Es lohnt sich wahrzunehmen, dass man unbewusst glaubt, es sei ein schwieriger Inhalt für einen Blog. Das ist der gleiche Mechanismus wie man gesellschaftlich die Trauernden lieber allein lässt und sie „nicht in ihrer Trauer stört“ oder sie überfordert mit der unsensiblen und zu frühzeitigen Aufforderung sich wieder dem Leben zuzuwenden.

Jeder sieht natürlich ein, dass Verluste unausweichlich sind, aber wir wollen Leben.

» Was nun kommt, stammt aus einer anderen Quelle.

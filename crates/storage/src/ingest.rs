//! Memoized file-set → merged dataset cache.

use std::fmt;
use std::sync::Arc;

use futures::stream::{self, StreamExt};
use grid_dataset::{combine_by_coords, Dataset};
use tracing::{debug, info, instrument, warn};

use crate::config::IngestConfig;
use crate::credentials::{CredentialCache, ProviderCredential, TemporaryCredentials};
use crate::error::{StorageError, StorageResult};
use crate::memo::{CacheStats, SingleFlightCache};
use crate::opener::{ObjectOpener, S3ObjectOpener};
use crate::zarr::ZarrStoreOpener;

/// Cache key for one provider's file set.
///
/// Order matters: the same paths in a different order are a different key.
#[derive(Debug, Clone, PartialEq, Eq, Hash)]
pub struct IngestKey {
    provider: String,
    paths: Arc<[String]>,
}

impl IngestKey {
    pub fn new<I, S>(provider: impl Into<String>, paths: I) -> Self
    where
        I: IntoIterator<Item = S>,
        S: Into<String>,
    {
        Self {
            provider: provider.into(),
            paths: paths.into_iter().map(Into::into).collect(),
        }
    }

    pub fn provider(&self) -> &str {
        &self.provider
    }

    pub fn paths(&self) -> &[String] {
        &self.paths
    }
}

/// Why a batch produced no dataset. Never memoized.
#[derive(Debug)]
enum Absent {
    NoCredentials,
    NothingOpened,
    MergeFailed,
}

impl fmt::Display for Absent {
    fn fmt(&self, f: &mut fmt::Formatter<'_>) -> fmt::Result {
        match self {
            Self::NoCredentials => write!(f, "credentials unavailable"),
            Self::NothingOpened => write!(f, "no granule could be opened"),
            Self::MergeFailed => write!(f, "granules could not be merged"),
        }
    }
}

/// Turns file sets and store paths into merged, shared datasets.
pub struct IngestionCache {
    credentials: Arc<CredentialCache>,
    opener: Arc<dyn ObjectOpener>,
    zarr: ZarrStoreOpener,
    datasets: SingleFlightCache<IngestKey, Arc<Dataset>>,
    stores: SingleFlightCache<String, Arc<Dataset>>,
    max_concurrent_opens: usize,
}

impl IngestionCache {
    /// Cache reading granules from S3.
    pub fn new(credentials: Arc<CredentialCache>, config: &IngestConfig) -> Self {
        let opener = Arc::new(
            S3ObjectOpener::new(config.region.clone()).with_scratch_dir(config.scratch_dir.clone()),
        );
        Self::with_opener(credentials, opener, config)
    }

    /// Cache with a custom granule opener.
    pub fn with_opener(
        credentials: Arc<CredentialCache>,
        opener: Arc<dyn ObjectOpener>,
        config: &IngestConfig,
    ) -> Self {
        Self {
            credentials,
            opener,
            zarr: ZarrStoreOpener::new(config.region.clone()),
            datasets: SingleFlightCache::new(config.cache_capacity),
            stores: SingleFlightCache::new(config.cache_capacity),
            max_concurrent_opens: config.max_concurrent_opens.max(1),
        }
    }

    pub fn credentials(&self) -> &Arc<CredentialCache> {
        &self.credentials
    }

    /// Merged dataset for `paths` of `provider`, or `None` when credentials
    /// are unavailable or no path could be opened.
    ///
    /// Successful results are memoized by the exact path sequence.
    #[instrument(skip(self, paths), fields(files = paths.len()))]
    pub async fn dataset_for(&self, provider: &str, paths: &[String]) -> Option<Arc<Dataset>> {
        let key = IngestKey::new(provider, paths.iter().cloned());

        let result = self
            .datasets
            .get_or_try_load(key.clone(), || self.load(key))
            .await;

        match result {
            Ok(dataset) => Some(dataset),
            Err(reason) => {
                info!(provider, %reason, "No dataset for file set");
                None
            }
        }
    }

    async fn load(&self, key: IngestKey) -> Result<Arc<Dataset>, Absent> {
        let creds = match self.credentials.credentials_for(key.provider()).await {
            ProviderCredential::Available(creds) => creds,
            ProviderCredential::Unavailable => return Err(Absent::NoCredentials),
        };

        let opened = self.open_all(key.paths(), &creds).await;
        if opened.is_empty() {
            return Err(Absent::NothingOpened);
        }

        let count = opened.len();
        match combine_by_coords(opened) {
            Ok(merged) => {
                debug!(opened = count, of = key.paths().len(), "Merged granules");
                Ok(Arc::new(merged))
            }
            Err(e) => {
                warn!(error = %e, "Failed to merge granules");
                Err(Absent::MergeFailed)
            }
        }
    }

    /// Open every path concurrently; failures are logged and dropped.
    /// Survivors come back in input order.
    async fn open_all(&self, paths: &[String], creds: &TemporaryCredentials) -> Vec<Dataset> {
        let opens: Vec<_> = paths
            .iter()
            .enumerate()
            .map(|(i, path)| async move {
                match self.opener.open(path, creds).await {
                    Ok(dataset) => Some((i, dataset)),
                    Err(e) => {
                        warn!(path = %path, error = %e, "Skipping granule");
                        None
                    }
                }
            })
            .collect();
        let mut opened: Vec<(usize, Dataset)> = stream::iter(opens)
            .buffer_unordered(self.max_concurrent_opens)
            .filter_map(|opened| async move { opened })
            .collect()
            .await;

        opened.sort_by_key(|(i, _)| *i);
        opened.into_iter().map(|(_, dataset)| dataset).collect()
    }

    /// Dataset at a Zarr store path. Open errors are returned to the caller.
    #[instrument(skip(self))]
    pub async fn dataset_for_store(&self, path: &str) -> StorageResult<Arc<Dataset>> {
        self.stores
            .get_or_try_load(path.to_string(), || async {
                let dataset = self.zarr.open(path).await?;
                Ok::<_, StorageError>(Arc::new(dataset))
            })
            .await
    }

    /// Statistics for the file-set cache.
    pub async fn stats(&self) -> CacheStats {
        self.datasets.stats().await
    }

    /// Statistics for the store-path cache.
    pub async fn store_stats(&self) -> CacheStats {
        self.stores.stats().await
    }
}
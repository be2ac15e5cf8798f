//! NetCDF / HDF5 granule reader.
//!
//! Turns a NetCDF-4 (or NetCDF-classic, or HDF5 readable by libnetcdf) file
//! into a [`grid_dataset::Dataset`]. Values are CF-decoded (packing, fill
//! values, relative time units) and, apart from dimension coordinates,
//! read only when requested.
//!
//! # System Requirements
//!
//! Linking needs `libnetcdf` and `libhdf5` (e.g. `libnetcdf-dev libhdf5-dev`).

pub mod error;
pub mod native;
pub mod reader;

pub use error::{NetCdfError, NetCdfResult};
pub use native::{silence_hdf5_errors, LocalFile};
pub use reader::{open_dataset, open_dataset_from_bytes, open_dataset_from_bytes_in, NetCdfArray};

Wachstum, Aufstieg, lachende Kinder, wir wollen Frühling, Herausforderungen, Kampf, Langeweile, Liebe, wir wollen alles, aber keinen Tod und Verlust. Der Tod gehört zum Leben, sagt man, aber so können wir das nicht empfinden.
Der Tod passt nicht ins Leben, er ist ein Fehler im System, ein unerträglicher Störfall.

 

Evolutionspsychologisch wird die Trauerreaktion als Aufforderung verstanden, sich dem Trauernden zuzuwenden, um die entstandene Lücke zu schließen. Damit die Gruppe nicht auseinanderdriftet, sondern als lebendige handlungsfähige Einheit erhalten bleibt.

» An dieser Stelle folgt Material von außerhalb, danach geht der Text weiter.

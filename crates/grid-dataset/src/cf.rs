//! CF-convention decoding shared by the file readers.
//!
//! Two things are decoded when a file is opened:
//! - packed values (`scale_factor`, `add_offset`, `_FillValue`, `missing_value`)
//! - time coordinates expressed as `<unit> since <epoch>`, which are
//!   rewritten to seconds since 1970-01-01 so that files with different
//!   epochs align when merged.

use std::collections::BTreeMap;

use chrono::{DateTime, NaiveDate, NaiveDateTime, Utc};
use serde_json::Value;

/// Units written onto decoded time coordinates.
pub const EPOCH_UNITS: &str = "seconds since 1970-01-01 00:00:00";

/// Unpacking parameters read from a variable's attributes.
#[derive(Debug, Clone, Default, PartialEq)]
pub struct Packing {
    pub scale_factor: Option<f64>,
    pub add_offset: Option<f64>,
    pub fill_values: Vec<f64>,
}

impl Packing {
    pub fn from_attributes(attrs: &BTreeMap<String, Value>) -> Self {
        let number = |key: &str| attrs.get(key).and_then(first_number);
        let mut fill_values = Vec::new();
        for key in ["_FillValue", "missing_value"] {
            match attrs.get(key) {
                Some(Value::Array(items)) => {
                    fill_values.extend(items.iter().filter_map(Value::as_f64))
                }
                Some(other) => fill_values.extend(other.as_f64()),
                None => {}
            }
        }
        Self {
            scale_factor: number("scale_factor"),
            add_offset: number("add_offset"),
            fill_values,
        }
    }

    pub fn is_identity(&self) -> bool {
        self.scale_factor.is_none() && self.add_offset.is_none() && self.fill_values.is_empty()
    }

    /// Replace fill values with NaN, then apply scale and offset.
    pub fn apply(&self, raw: &mut [f64]) {
        if self.is_identity() {
            return;
        }
        let scale = self.scale_factor.unwrap_or(1.0);
        let offset = self.add_offset.unwrap_or(0.0);
        for v in raw.iter_mut() {
            if self.fill_values.iter().any(|f| f == v) {
                *v = f64::NAN;
            } else {
                *v = *v * scale + offset;
            }
        }
    }
}

fn first_number(value: &Value) -> Option<f64> {
    match value {
        Value::Array(items) => items.first().and_then(Value::as_f64),
        other => other.as_f64(),
    }
}

/// A parsed `<unit> since <epoch>` string.
#[derive(Debug, Clone, Copy, PartialEq)]
pub struct TimeUnits {
    pub seconds_per_unit: f64,
    pub epoch: DateTime<Utc>,
}

impl TimeUnits {
    pub fn parse(units: &str) -> Option<Self> {
        let lower = units.trim().to_lowercase();
        let (unit, epoch) = lower.split_once(" since ")?;
        let seconds_per_unit = match unit.trim() {
            "seconds" | "second" | "secs" | "sec" | "s" => 1.0,
            "minutes" | "minute" | "mins" | "min" => 60.0,
            "hours" | "hour" | "hrs" | "hr" | "h" => 3600.0,
            "days" | "day" | "d" => 86_400.0,
            _ => return None,
        };
        Some(Self {
            seconds_per_unit,
            epoch: parse_epoch(epoch.trim())?,
        })
    }

    pub fn to_epoch_seconds(&self, value: f64) -> f64 {
        self.epoch.timestamp() as f64 + value * self.seconds_per_unit
    }
}

fn parse_epoch(raw: &str) -> Option<DateTime<Utc>> {
    let trimmed = raw
        .trim_end_matches(" utc")
        .trim_end_matches('z')
        .trim_end_matches("+00:00")
        .trim_end_matches(" 0:00")
        .trim();
    let normalized = trimmed.replacen('t', " ", 1);

    for fmt in ["%Y-%m-%d %H:%M:%S%.f", "%Y-%m-%d %H:%M:%S", "%Y-%m-%d %H:%M"] {
        if let Ok(naive) = NaiveDateTime::parse_from_str(&normalized, fmt) {
            return Some(naive.and_utc());
        }
    }
    NaiveDate::parse_from_str(&normalized, "%Y-%m-%d")
        .ok()
        .and_then(|d| d.and_hms_opt(0, 0, 0))
        .map(|naive| naive.and_utc())
}

/// Rewrite time values to seconds since 1970 when `units` says they are
/// relative to some epoch. Returns whether anything changed.
pub fn decode_time(values: &mut [f64], attrs: &mut BTreeMap<String, Value>) -> bool {
    let Some(units) = attrs
        .get("units")
        .and_then(Value::as_str)
        .and_then(TimeUnits::parse)
    else {
        return false;
    };
    for v in values.iter_mut() {
        if !v.is_nan() {
            *v = units.to_epoch_seconds(*v);
        }
    }
    attrs.insert("units".to_string(), Value::from(EPOCH_UNITS));
    true
}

Stellt man sich die Gruppe, in die eine Lücke gerissen wurde, bildlich vor, sieht man, dass es nichts nützt, wenn sich nur ein oder zwei näher an den Trauernden stellen, weil dann ein Loch zu anderen Mitgliedern der Gruppe aufgeht. Es müssen sich alle neu ausrichten. Besonders deutlich wird das an Familien.

 

Es ist kein Zufall, dass oft nach einem Tod, ja sogar schon bei der Vorbereitung der Beerdigung oder beim Umgang mit der Hinterlassenschaft Konflikte entstehen. Der Verschiedene hatte möglicherweise eine ausgleichende, vermittelnde Funktion. Oder er hat die Regeln aufgestellt, bei den klassischen Erbschaftstreitigkeiten fehlt plötzlich der Patriarch, der alles bestimmt hat. Und die Kinder müssen nun jemanden anerkennen, der diese Lücke ausfüllt oder eine neue, demokratischere Form des Umgangs miteinander finden. Das bedeutet, dass sich alle bewegen müssen, will man als Familie weiter bestehen.

 

Viele Trauernde haben das Gefühl, Schönheit, Glück, Lebensqualität sind ohne den Verschiedenen für immer dahin. Ohne die langen Gespräche mit ihm, sein Kochen, seinen Sinn für Ästhetik oder die Fähigkeit einen angenehmen Raum zu schaffen, die gemeinsamen Reisen. Gleichzeitig entstehen praktische Defizite, die Frau hat sich immer um die sozialen Kontakte gekümmert, der Mann hat die  Bürokratie erledigt. Mitten in der Trauerreaktion die von den Symptomen her so schwer wie eine klinische Depression sind und lähmend wirken, kommt auch noch faktische Überforderung.

Auch als Nachbar kann man anbieten, bei der Bürokratie zu helfen. Alte Männer wissen oft nicht, wie man eine Waschmaschine bedient, für manche Hinterbliebene wird der Einkauf zum Problem. Man muss die Hilfe konkret anbieten. Als Trauernder ist man in seinem Selbstverständnis so erschüttert, dass man nicht weiß, um was man bitten soll. Alles ist wie gelähmt, sinnlos und schmerzhaft. Aber wenn man das erste Mal denkt, ich könnte doch mal wieder… an den See oder ins Café gehen beispielsweise…. dann sollte man es auch tun.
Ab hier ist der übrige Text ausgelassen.